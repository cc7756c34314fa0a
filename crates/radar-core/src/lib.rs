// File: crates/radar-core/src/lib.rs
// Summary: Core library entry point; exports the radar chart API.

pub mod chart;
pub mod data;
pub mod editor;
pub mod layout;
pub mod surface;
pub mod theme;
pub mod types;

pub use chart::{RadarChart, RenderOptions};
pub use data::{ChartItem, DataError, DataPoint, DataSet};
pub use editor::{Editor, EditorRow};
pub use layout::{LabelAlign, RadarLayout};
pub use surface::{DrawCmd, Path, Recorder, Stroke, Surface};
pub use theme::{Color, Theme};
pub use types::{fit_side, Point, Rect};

▶ [Work request]:
Every record above needs to be restated exactly.

▶ [Answer section]:
repository cc7756c34314fa0a
filename crates/radar-core/src/lib.rs
// File: crates/radar-core/src/lib.rs
// Summary: Core library entry point; exports the radar chart API.

pub mod chart;
pub mod data;
pub mod editor;
pub mod layout;
pub mod surface;
pub mod theme;
pub mod types;

pub use chart::{RadarChart, RenderOptions};
pub use data::{ChartItem, DataError, DataPoint, DataSet};
pub use editor::{Editor, EditorRow};
pub use layout::{LabelAlign, RadarLayout};
pub use surface::{DrawCmd, Path, Recorder, Stroke, Surface};
pub use theme::{Color, Theme};
pub use types::{fit_side, Point, Rect};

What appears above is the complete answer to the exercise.